2) Stride and Heel / Toe Contact - Open your stride to a point where you will land on the bottom of your heel (closer to the ball of your foot) and roll across your foot, pushing off the ground with your toes. Many people run flat footed or on their toes causing stress on their lower back, hips, knees and ankles. You can eliminate this by following the simple Audio Test. If you can hear your feet hitting the ground when you run, then you are running wrong. It should sound like your shoes are rolling on the ground quietly. Comfortable running shoes will also aid in prevention of injuries.

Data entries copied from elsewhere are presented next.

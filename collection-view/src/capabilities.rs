use alloc::vec::Vec;

use collection_virtualizer::{ItemId, Result, ScrollTarget, VisibleRange};

use crate::view::DragState;
use crate::{CollectionView, CollectionViewController, ItemFactory, SelectionType};

/// A scrollable, virtualized window of rows.
pub trait VirtualizedWindow {
    /// The viewport was resized to `viewport_height` pixels.
    fn resize(&mut self, viewport_height: u32);

    /// The host scrolled to `offset`.
    fn on_scroll(&mut self, offset: u64, now_ms: u64);

    /// Scrolls the minimum amount that makes `index` fully visible.
    fn scroll_to_item(&mut self, index: usize);

    fn scroll_to_end(&mut self);

    fn scroll_offset(&self) -> u64;

    fn first_visible_index(&self) -> usize;

    fn visible_range(&self) -> VisibleRange;

    /// Rebinds the active rows to their current items.
    fn refresh_items(&mut self);

    /// Returns every row to the pool and binds the window from scratch.
    fn rebuild(&mut self);
}

/// Item selection, keyed by id so that it survives index shifts.
pub trait Selectable {
    fn selection_type(&self) -> SelectionType;

    /// Changing the type trims the selection to what the new type allows.
    fn set_selection_type(&mut self, selection_type: SelectionType);

    /// The first selected index.
    fn selected_index(&self) -> Option<usize>;

    fn selected_indices(&self) -> &[usize];

    fn selected_ids(&self) -> &[ItemId];

    /// Replaces the selection. Out-of-range indices are ignored; a single-selection view keeps
    /// the last valid one.
    fn set_selection(&mut self, indices: &[usize]);

    fn set_selection_by_id(&mut self, ids: &[ItemId]);

    fn add_to_selection(&mut self, index: usize);

    fn remove_from_selection(&mut self, index: usize);

    fn clear_selection(&mut self);

    /// Selects every item. Only multiple-selection views do anything.
    fn select_all(&mut self);
}

/// Drag-and-drop reordering of rows.
pub trait Reorderable {
    fn is_reorderable(&self) -> bool;

    fn set_reorderable(&mut self, reorderable: bool);

    fn dragged_index(&self) -> Option<usize>;

    /// Starts dragging the row at `index`. Returns `false` if the view is not reorderable, a
    /// drag is already running or `index` is out of range.
    fn start_drag(&mut self, index: usize) -> bool;

    /// The dragged row hovers over `index`.
    fn drag_over(&mut self, index: usize);

    /// Drops the dragged row at the last hovered index. Returns `true` if an item moved.
    fn complete_drag(&mut self) -> Result<bool>;

    fn cancel_drag(&mut self);
}

impl<C, F> VirtualizedWindow for CollectionView<C, F>
where
    C: CollectionViewController,
    F: ItemFactory<C::Item>,
    F::Element: 'static,
{
    fn resize(&mut self, viewport_height: u32) {
        let (v, mut b) = self.parts();
        v.resize(viewport_height, &mut b);
    }

    fn on_scroll(&mut self, offset: u64, now_ms: u64) {
        self.state.now_ms = now_ms;
        let (v, mut b) = self.parts();
        v.on_scroll(offset, now_ms, &mut b);
    }

    fn scroll_to_item(&mut self, index: usize) {
        if !self.controller.has_valid_data() || index >= self.controller.item_count() {
            return;
        }
        let now_ms = self.state.now_ms;
        let (v, mut b) = self.parts();
        v.scroll_to_item(ScrollTarget::Index(index), now_ms, &mut b);
    }

    fn scroll_to_end(&mut self) {
        if !self.controller.has_valid_data() {
            return;
        }
        let now_ms = self.state.now_ms;
        let (v, mut b) = self.parts();
        v.scroll_to_item(ScrollTarget::End, now_ms, &mut b);
    }

    fn scroll_offset(&self) -> u64 {
        self.state.virtualizer.scroll_offset()
    }

    fn first_visible_index(&self) -> usize {
        self.state.virtualizer.first_visible_index()
    }

    fn visible_range(&self) -> VisibleRange {
        self.state.virtualizer.visible_range()
    }

    fn refresh_items(&mut self) {
        self.state.refresh_pending = false;
        if !self.controller.has_valid_data() {
            return;
        }
        let selection_changed = self.refresh_selection();
        let (v, mut b) = self.parts();
        v.on_items_source_size_changed(&mut b);
        v.refresh(false, &mut b);
        if selection_changed {
            self.push_selection_event();
        }
    }

    fn rebuild(&mut self) {
        self.state.rebuild_task.cancel();
        self.state.refresh_pending = false;
        vdebug!(items = self.controller.item_count(), "CollectionView: rebuild");
        let selection_changed = self.refresh_selection();
        let (v, mut b) = self.parts();
        v.refresh(true, &mut b);
        if selection_changed {
            self.push_selection_event();
        }
    }
}

impl<C, F> CollectionView<C, F>
where
    C: CollectionViewController,
    F: ItemFactory<C::Item>,
    F::Element: 'static,
{
    /// Replaces the selection with `entries`, emitting an event if anything changed.
    pub(crate) fn apply_selection(&mut self, entries: Vec<(usize, ItemId)>) {
        if self.state.selection.set(entries) {
            self.selection_changed();
        }
    }

    /// Selects the range between `origin` and `index`, in that order, keeping the range origin.
    pub(crate) fn select_range(&mut self, origin: usize, index: usize) {
        let entries: Vec<usize> = if origin <= index {
            (origin..=index).collect()
        } else {
            (index..=origin).rev().collect()
        };
        let entries = self.resolve(&entries);
        self.apply_selection(entries);
    }

    pub(crate) fn range_origin_index(&self) -> Option<usize> {
        self.state
            .range_origin
            .and_then(|id| self.controller.index_for_id(id))
    }

    fn resolve(&self, indices: &[usize]) -> Vec<(usize, ItemId)> {
        indices
            .iter()
            .filter_map(|&i| self.controller.id_for_index(i).map(|id| (i, id)))
            .collect()
    }

    fn can_select(&self) -> bool {
        self.options.selection_type != SelectionType::None && self.controller.has_valid_data()
    }
}

impl<C, F> Selectable for CollectionView<C, F>
where
    C: CollectionViewController,
    F: ItemFactory<C::Item>,
    F::Element: 'static,
{
    fn selection_type(&self) -> SelectionType {
        self.options.selection_type
    }

    fn set_selection_type(&mut self, selection_type: SelectionType) {
        self.options.selection_type = selection_type;
        match selection_type {
            SelectionType::None => self.clear_selection(),
            SelectionType::Single => {
                let last = self.state.selection.last_index();
                let entries = last.map_or_else(Vec::new, |i| self.resolve(&[i]));
                self.apply_selection(entries);
            }
            SelectionType::Multiple => {}
        }
    }

    fn selected_index(&self) -> Option<usize> {
        self.state.selection.first_index()
    }

    fn selected_indices(&self) -> &[usize] {
        self.state.selection.indices()
    }

    fn selected_ids(&self) -> &[ItemId] {
        self.state.selection.ids()
    }

    fn set_selection(&mut self, indices: &[usize]) {
        if !self.can_select() {
            return;
        }
        let mut entries = self.resolve(indices);
        if self.options.selection_type == SelectionType::Single {
            entries = entries.pop().into_iter().collect();
        }
        self.state.range_origin = entries.last().map(|&(_, id)| id);
        self.apply_selection(entries);
    }

    fn set_selection_by_id(&mut self, ids: &[ItemId]) {
        if !self.can_select() {
            return;
        }
        let indices: Vec<usize> = ids
            .iter()
            .filter_map(|&id| self.controller.index_for_id(id))
            .collect();
        self.set_selection(&indices);
    }

    fn add_to_selection(&mut self, index: usize) {
        if !self.can_select() {
            return;
        }
        let Some(id) = self.controller.id_for_index(index) else {
            return;
        };
        self.state.range_origin = Some(id);
        if self.options.selection_type == SelectionType::Single {
            self.apply_selection(alloc::vec![(index, id)]);
        } else if self.state.selection.add(index, id) {
            self.selection_changed();
        }
    }

    fn remove_from_selection(&mut self, index: usize) {
        if !self.controller.has_valid_data() {
            return;
        }
        if self.state.selection.remove_index(index) {
            self.selection_changed();
        }
    }

    fn clear_selection(&mut self) {
        self.state.range_origin = None;
        if self.state.selection.clear() {
            self.selection_changed();
        }
    }

    fn select_all(&mut self) {
        if self.options.selection_type != SelectionType::Multiple
            || !self.controller.has_valid_data()
        {
            return;
        }
        let entries: Vec<(usize, ItemId)> = (0..self.controller.item_count())
            .filter_map(|i| self.controller.id_for_index(i).map(|id| (i, id)))
            .collect();
        self.apply_selection(entries);
    }
}

impl<C, F> Reorderable for CollectionView<C, F>
where
    C: CollectionViewController,
    F: ItemFactory<C::Item>,
    F::Element: 'static,
{
    fn is_reorderable(&self) -> bool {
        self.options.reorderable
    }

    fn set_reorderable(&mut self, reorderable: bool) {
        self.options.reorderable = reorderable;
        if !reorderable {
            self.cancel_drag();
        }
    }

    fn dragged_index(&self) -> Option<usize> {
        self.state.drag.map(|drag| drag.from)
    }

    fn start_drag(&mut self, index: usize) -> bool {
        if !self.options.reorderable
            || self.state.drag.is_some()
            || !self.controller.has_valid_data()
        {
            return false;
        }
        let Some(id) = self.controller.id_for_index(index) else {
            return false;
        };
        vdebug!(index, id, "CollectionView: drag started");
        self.state.drag = Some(DragState {
            from: index,
            id,
            target: index,
        });
        let (v, mut b) = self.parts();
        v.start_drag(index, &mut b);
        true
    }

    fn drag_over(&mut self, index: usize) {
        let last = self.controller.item_count().saturating_sub(1);
        if let Some(drag) = self.state.drag.as_mut() {
            drag.target = index.min(last);
        }
    }

    fn complete_drag(&mut self) -> Result<bool> {
        let Some(drag) = self.state.drag.take() else {
            return Ok(false);
        };
        let now_ms = self.state.now_ms;
        {
            let (v, mut b) = self.parts();
            v.end_drag(now_ms, &mut b);
        }
        if drag.from == drag.target {
            return Ok(false);
        }
        vdebug!(
            from = drag.from,
            to = drag.target,
            "CollectionView: drag completed"
        );
        let res = self
            .controller
            .reorder_item(drag.from, drag.target, &mut self.state);
        self.sync(true);
        res.map(|()| true)
    }

    fn cancel_drag(&mut self) {
        if self.state.drag.take().is_none() {
            return;
        }
        let now_ms = self.state.now_ms;
        let (v, mut b) = self.parts();
        v.end_drag(now_ms, &mut b);
    }
}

3) Arm Swing - You should have a relaxed arm swing but very pronounced. Swing your hands from about chest high to just past your hips. The term "hip to lip" is a good way to remember this when you are running. Your arms should be slightly bent but not flexed. Run limp wristed. It is impossible to flex your arms with a limp wrist.
4) Relaxed Upper body - You should relax your fists, arms, shoulders, and face. Too many people clinch their fists and grit their teeth when they run. This causes the oxygenated blood that you need to go to your legs to also go to your upper body. The only things that need to be working when you are running are your "Lungs and your Legs."
5) Start slowly and warm up - Do not stretch your legs until you have warmed up your body by jogging or biking slowly for about 5-10 minutes. Run every other day if you are just beginning and only add mileage to your run as you feel comfortable.